Give the number of lines in the material below that contain the word "ActivityDefinition". No other content is needed.

────────

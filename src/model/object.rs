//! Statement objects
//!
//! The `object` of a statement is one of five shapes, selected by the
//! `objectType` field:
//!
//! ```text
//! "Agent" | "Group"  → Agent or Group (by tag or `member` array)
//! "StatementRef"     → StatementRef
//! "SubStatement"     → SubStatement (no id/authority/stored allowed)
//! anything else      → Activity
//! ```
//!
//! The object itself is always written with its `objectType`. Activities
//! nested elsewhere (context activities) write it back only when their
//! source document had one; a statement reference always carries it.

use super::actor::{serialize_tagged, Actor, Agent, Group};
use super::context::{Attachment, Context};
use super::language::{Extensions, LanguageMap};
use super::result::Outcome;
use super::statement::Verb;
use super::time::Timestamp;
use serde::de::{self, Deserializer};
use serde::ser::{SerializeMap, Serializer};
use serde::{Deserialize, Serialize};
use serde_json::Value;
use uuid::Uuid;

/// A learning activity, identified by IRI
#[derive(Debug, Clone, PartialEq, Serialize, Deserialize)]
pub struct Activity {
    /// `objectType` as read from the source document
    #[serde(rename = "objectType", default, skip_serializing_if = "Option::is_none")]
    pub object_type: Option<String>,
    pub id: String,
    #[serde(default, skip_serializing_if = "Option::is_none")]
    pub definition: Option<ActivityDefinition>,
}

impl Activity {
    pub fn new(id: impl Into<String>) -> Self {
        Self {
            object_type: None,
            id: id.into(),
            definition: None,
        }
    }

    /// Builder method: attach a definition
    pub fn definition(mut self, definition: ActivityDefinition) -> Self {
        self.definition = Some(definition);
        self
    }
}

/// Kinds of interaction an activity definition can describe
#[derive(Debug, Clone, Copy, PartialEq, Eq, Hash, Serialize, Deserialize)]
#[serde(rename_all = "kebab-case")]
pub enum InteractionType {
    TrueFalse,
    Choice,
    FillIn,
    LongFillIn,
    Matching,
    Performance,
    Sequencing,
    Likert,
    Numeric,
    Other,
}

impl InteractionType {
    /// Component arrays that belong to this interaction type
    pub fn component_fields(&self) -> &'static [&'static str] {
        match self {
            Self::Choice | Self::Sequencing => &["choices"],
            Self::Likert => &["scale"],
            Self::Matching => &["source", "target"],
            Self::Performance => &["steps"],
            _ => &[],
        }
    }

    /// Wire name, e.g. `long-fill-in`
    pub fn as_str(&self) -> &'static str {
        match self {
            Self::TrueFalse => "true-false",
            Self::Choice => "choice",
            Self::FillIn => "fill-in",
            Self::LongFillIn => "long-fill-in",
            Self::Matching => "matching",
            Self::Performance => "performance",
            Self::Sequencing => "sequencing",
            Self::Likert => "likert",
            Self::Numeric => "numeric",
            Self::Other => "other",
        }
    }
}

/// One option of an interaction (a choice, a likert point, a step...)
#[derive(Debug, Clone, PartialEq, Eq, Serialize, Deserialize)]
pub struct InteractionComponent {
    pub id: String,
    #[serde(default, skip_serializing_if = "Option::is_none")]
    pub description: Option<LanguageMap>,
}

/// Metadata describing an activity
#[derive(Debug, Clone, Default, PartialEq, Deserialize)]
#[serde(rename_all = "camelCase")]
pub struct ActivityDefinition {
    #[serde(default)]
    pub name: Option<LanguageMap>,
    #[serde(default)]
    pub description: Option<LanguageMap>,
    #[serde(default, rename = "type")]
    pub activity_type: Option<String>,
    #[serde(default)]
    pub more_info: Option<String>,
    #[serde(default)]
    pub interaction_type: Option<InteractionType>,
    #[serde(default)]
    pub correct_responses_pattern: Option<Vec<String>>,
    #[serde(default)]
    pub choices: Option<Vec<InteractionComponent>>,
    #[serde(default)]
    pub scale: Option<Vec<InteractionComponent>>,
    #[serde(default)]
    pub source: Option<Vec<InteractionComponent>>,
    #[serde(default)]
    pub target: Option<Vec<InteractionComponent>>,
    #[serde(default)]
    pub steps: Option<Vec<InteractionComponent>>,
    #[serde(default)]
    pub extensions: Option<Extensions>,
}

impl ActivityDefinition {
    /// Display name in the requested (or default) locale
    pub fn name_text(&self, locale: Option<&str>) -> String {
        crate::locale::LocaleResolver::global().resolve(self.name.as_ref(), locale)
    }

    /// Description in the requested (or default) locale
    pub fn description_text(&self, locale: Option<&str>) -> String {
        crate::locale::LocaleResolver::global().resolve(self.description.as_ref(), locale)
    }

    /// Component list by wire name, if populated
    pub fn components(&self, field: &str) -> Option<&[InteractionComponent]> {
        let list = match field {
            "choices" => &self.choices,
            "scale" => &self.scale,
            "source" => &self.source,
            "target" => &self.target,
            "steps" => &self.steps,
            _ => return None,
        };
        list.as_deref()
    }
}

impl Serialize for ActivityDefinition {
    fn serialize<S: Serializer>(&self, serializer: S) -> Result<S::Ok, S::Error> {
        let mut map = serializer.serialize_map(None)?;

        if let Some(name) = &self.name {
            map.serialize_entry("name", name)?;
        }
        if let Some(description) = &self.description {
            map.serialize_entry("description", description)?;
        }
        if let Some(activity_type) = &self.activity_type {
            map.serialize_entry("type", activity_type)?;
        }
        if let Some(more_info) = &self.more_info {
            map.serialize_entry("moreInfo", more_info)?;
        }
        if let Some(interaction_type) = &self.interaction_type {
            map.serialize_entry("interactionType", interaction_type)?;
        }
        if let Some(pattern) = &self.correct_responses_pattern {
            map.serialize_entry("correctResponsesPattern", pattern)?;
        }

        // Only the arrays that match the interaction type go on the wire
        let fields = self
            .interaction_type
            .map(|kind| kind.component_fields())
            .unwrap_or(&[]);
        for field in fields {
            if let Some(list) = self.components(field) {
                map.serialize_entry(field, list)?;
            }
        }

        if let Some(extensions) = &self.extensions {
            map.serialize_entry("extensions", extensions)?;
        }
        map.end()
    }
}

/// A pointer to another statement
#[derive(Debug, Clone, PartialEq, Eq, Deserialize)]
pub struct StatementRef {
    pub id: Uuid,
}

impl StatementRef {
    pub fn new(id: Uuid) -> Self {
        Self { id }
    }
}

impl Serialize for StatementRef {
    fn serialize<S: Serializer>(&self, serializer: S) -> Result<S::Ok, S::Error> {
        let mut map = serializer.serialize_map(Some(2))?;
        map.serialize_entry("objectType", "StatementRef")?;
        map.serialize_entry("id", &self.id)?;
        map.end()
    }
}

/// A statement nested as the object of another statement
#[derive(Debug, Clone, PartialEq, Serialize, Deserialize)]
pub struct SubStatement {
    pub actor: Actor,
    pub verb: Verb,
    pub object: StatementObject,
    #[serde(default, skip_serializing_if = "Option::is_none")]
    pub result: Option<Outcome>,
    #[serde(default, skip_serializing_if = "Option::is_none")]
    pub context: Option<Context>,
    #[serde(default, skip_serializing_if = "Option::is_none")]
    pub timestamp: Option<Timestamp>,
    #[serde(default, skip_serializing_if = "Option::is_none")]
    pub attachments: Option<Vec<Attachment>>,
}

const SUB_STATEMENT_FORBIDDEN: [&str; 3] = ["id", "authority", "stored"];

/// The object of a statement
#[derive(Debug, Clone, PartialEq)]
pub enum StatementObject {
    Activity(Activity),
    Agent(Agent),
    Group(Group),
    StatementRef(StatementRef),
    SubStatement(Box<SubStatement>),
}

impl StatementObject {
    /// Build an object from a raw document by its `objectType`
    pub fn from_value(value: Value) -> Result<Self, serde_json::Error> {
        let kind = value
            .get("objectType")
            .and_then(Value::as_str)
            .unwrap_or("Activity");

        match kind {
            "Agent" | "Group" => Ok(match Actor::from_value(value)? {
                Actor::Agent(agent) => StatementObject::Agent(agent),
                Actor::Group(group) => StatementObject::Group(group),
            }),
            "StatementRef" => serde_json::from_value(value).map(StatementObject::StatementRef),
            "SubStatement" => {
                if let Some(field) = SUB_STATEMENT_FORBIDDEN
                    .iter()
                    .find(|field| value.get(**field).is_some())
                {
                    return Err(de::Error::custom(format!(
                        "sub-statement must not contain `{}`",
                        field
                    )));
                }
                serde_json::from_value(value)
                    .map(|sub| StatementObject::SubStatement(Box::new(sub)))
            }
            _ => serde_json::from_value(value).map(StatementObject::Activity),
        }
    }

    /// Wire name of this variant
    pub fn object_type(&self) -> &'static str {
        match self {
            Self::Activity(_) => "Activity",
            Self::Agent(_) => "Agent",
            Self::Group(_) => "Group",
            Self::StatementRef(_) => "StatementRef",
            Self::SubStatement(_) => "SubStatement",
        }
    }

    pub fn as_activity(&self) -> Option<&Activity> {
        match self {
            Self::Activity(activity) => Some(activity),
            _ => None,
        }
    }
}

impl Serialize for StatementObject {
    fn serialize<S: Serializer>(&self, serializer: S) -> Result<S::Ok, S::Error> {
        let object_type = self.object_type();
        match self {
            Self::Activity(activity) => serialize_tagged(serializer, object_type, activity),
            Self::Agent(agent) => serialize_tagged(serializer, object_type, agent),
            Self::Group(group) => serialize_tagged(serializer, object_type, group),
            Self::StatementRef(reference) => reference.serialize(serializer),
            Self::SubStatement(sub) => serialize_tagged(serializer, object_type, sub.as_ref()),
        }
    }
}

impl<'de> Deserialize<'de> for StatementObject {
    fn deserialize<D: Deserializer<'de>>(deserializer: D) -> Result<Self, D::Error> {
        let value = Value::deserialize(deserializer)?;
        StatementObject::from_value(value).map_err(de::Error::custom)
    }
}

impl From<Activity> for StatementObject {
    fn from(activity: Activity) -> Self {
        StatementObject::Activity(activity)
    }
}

────────

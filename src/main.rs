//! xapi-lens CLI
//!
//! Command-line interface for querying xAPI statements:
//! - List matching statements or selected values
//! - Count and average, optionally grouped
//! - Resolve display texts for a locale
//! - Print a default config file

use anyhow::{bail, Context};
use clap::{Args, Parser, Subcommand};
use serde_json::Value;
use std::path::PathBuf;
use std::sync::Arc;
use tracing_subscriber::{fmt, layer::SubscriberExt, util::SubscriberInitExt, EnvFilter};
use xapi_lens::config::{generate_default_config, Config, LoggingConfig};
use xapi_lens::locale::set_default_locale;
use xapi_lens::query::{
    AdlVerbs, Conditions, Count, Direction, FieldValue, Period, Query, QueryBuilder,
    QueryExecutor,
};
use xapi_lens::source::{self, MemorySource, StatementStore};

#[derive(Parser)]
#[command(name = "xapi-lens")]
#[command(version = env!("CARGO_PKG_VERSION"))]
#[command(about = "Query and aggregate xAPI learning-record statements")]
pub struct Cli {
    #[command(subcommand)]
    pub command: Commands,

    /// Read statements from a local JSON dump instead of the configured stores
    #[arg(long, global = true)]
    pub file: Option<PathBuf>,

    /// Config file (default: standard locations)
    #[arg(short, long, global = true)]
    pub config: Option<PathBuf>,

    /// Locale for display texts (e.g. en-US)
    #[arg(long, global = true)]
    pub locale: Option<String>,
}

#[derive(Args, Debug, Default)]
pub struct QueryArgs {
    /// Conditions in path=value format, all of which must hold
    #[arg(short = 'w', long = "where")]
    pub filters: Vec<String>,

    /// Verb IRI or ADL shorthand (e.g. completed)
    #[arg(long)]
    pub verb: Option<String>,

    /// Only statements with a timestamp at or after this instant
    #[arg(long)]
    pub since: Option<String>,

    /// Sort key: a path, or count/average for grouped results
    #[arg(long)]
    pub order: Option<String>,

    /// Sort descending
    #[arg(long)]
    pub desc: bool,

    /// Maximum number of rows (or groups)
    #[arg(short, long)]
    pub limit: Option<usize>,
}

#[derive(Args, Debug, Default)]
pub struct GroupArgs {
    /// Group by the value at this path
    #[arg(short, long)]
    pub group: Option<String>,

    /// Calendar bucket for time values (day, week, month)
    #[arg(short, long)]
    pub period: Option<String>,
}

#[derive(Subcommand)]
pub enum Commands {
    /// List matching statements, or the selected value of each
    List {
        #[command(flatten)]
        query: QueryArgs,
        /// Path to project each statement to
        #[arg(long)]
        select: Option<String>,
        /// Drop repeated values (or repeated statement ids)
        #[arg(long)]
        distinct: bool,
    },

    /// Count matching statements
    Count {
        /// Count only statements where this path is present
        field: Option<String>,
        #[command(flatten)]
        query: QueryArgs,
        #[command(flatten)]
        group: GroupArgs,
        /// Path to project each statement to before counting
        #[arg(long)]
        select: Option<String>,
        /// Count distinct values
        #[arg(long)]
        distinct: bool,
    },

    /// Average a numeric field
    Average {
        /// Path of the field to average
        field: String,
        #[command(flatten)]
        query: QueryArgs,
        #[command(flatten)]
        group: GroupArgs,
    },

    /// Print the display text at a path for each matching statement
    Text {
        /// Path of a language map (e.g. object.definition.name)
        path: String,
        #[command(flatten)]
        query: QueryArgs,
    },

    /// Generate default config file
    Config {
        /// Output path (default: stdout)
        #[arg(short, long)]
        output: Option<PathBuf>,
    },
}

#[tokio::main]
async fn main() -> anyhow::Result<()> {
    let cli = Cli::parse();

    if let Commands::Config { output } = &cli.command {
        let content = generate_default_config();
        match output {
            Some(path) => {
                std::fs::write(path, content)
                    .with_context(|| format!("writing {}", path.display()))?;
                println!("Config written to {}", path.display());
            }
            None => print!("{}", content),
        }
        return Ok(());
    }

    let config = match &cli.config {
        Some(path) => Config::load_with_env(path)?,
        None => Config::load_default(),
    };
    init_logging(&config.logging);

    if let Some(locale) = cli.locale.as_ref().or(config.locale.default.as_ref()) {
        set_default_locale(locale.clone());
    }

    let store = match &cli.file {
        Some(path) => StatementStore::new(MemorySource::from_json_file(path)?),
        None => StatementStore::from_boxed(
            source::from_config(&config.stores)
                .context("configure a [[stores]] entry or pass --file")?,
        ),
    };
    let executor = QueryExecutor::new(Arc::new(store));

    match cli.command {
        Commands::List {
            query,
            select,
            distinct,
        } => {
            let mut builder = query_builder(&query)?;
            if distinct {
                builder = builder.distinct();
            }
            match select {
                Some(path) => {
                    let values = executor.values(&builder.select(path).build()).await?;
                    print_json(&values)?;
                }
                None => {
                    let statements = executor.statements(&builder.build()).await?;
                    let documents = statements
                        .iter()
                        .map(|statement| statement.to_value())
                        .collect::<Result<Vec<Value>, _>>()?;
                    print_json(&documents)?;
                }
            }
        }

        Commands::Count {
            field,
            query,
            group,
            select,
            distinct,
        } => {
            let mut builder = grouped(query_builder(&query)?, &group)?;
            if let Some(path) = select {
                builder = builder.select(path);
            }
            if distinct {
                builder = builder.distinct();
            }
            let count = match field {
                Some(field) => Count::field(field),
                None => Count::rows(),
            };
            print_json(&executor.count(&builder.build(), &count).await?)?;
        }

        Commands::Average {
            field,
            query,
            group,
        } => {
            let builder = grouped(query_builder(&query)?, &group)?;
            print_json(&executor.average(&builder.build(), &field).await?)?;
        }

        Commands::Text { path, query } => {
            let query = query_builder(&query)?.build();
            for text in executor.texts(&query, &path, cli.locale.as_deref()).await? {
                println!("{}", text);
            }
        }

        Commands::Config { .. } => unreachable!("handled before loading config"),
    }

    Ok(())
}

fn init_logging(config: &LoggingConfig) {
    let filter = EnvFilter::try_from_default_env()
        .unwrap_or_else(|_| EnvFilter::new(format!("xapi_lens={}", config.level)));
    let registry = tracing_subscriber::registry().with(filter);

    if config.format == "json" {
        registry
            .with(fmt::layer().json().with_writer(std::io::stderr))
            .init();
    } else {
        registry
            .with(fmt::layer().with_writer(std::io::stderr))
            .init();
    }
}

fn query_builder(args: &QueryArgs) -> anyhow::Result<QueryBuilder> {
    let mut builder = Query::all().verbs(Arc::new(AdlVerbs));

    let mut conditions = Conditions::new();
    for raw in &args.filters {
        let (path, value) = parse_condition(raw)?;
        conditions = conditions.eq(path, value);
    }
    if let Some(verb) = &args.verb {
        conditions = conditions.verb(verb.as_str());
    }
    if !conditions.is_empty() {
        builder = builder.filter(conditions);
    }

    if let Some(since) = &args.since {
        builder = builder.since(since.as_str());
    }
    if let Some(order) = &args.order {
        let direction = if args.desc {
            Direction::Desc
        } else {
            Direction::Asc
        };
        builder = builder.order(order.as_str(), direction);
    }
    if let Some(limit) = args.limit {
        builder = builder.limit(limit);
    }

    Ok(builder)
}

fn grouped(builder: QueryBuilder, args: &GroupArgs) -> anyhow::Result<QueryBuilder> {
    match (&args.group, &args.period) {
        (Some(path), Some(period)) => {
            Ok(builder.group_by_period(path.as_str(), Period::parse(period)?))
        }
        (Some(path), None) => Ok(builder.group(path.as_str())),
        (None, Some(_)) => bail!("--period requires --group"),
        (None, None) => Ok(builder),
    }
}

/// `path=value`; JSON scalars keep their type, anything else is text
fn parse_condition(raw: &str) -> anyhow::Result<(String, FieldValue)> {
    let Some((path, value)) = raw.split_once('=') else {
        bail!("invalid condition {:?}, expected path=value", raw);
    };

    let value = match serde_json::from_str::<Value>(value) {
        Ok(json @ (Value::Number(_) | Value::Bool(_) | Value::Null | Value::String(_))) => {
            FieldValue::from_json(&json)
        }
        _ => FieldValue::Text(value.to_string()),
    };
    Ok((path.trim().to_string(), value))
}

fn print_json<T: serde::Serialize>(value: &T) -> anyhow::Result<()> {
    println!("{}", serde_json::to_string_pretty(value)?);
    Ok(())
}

────────

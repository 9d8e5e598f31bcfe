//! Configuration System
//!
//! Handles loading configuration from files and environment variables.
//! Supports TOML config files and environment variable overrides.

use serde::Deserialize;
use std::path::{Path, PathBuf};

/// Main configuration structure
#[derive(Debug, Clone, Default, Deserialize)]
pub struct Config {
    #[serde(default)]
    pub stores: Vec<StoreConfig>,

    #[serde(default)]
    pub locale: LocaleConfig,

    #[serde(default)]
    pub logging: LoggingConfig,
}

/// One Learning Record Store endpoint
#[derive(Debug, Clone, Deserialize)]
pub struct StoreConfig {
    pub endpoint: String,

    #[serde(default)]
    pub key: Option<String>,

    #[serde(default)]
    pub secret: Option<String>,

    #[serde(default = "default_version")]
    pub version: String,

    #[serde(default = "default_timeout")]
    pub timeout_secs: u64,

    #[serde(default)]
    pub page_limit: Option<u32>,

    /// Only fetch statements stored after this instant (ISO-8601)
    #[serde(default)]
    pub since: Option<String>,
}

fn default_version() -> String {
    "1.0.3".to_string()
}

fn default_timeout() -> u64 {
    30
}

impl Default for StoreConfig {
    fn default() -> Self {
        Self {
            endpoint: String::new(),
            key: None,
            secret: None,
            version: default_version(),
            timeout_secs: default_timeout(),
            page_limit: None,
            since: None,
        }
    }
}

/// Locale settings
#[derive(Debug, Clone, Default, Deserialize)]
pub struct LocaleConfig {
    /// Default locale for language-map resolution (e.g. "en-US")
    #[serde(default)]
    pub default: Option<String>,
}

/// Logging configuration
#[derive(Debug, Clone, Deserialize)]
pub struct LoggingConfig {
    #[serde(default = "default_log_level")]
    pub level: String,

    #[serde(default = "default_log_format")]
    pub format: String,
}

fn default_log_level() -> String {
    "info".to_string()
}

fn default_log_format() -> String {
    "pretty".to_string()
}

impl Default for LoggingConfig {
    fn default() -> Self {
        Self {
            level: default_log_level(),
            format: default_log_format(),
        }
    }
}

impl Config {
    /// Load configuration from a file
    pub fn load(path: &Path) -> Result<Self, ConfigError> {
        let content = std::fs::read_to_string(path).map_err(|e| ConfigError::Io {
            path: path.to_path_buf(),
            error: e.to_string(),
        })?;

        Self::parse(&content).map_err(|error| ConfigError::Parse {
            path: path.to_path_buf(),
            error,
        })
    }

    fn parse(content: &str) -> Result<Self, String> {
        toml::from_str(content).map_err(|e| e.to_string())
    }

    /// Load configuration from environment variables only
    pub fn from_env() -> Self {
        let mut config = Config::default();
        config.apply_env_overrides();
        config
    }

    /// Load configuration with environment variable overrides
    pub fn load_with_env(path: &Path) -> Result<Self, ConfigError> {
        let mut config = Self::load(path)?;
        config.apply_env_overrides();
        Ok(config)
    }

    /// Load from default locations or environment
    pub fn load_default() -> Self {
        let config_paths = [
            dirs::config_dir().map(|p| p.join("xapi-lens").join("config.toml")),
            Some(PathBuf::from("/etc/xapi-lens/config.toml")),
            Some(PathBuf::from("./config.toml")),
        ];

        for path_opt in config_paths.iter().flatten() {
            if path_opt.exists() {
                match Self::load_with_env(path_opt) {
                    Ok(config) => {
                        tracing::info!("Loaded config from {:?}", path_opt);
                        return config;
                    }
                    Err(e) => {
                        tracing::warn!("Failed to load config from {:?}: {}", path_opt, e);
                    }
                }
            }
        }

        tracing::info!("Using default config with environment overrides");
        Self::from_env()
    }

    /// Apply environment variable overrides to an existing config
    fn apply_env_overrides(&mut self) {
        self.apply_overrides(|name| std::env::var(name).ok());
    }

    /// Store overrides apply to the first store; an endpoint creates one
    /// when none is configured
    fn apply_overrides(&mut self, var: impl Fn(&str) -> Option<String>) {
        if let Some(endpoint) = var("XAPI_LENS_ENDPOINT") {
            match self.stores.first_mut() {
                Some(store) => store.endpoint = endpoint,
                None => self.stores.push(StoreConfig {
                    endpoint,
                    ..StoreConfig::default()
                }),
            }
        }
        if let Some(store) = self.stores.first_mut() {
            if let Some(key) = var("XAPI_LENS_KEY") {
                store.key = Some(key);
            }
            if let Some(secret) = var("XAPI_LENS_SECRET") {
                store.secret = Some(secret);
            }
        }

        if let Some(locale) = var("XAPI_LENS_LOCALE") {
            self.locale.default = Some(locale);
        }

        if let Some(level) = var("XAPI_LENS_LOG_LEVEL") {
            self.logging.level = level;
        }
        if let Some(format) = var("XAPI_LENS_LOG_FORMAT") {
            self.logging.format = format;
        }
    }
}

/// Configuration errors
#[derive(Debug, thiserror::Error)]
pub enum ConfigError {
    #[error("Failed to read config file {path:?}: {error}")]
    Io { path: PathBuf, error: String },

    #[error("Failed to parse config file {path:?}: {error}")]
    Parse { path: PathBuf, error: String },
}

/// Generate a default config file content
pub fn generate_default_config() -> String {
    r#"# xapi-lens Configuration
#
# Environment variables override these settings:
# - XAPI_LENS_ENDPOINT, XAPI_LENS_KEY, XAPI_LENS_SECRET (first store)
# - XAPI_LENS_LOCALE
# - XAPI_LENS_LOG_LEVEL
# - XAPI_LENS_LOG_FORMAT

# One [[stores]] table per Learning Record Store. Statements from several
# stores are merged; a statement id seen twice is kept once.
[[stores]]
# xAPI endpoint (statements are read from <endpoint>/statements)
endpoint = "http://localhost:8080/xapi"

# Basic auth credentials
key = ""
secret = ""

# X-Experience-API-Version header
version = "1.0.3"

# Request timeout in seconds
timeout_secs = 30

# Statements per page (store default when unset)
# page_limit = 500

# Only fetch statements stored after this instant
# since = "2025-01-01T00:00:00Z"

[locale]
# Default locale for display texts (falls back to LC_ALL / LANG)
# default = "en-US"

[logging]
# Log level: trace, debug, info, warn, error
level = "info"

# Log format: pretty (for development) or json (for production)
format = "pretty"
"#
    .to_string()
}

────────

• _Result of this task_: 5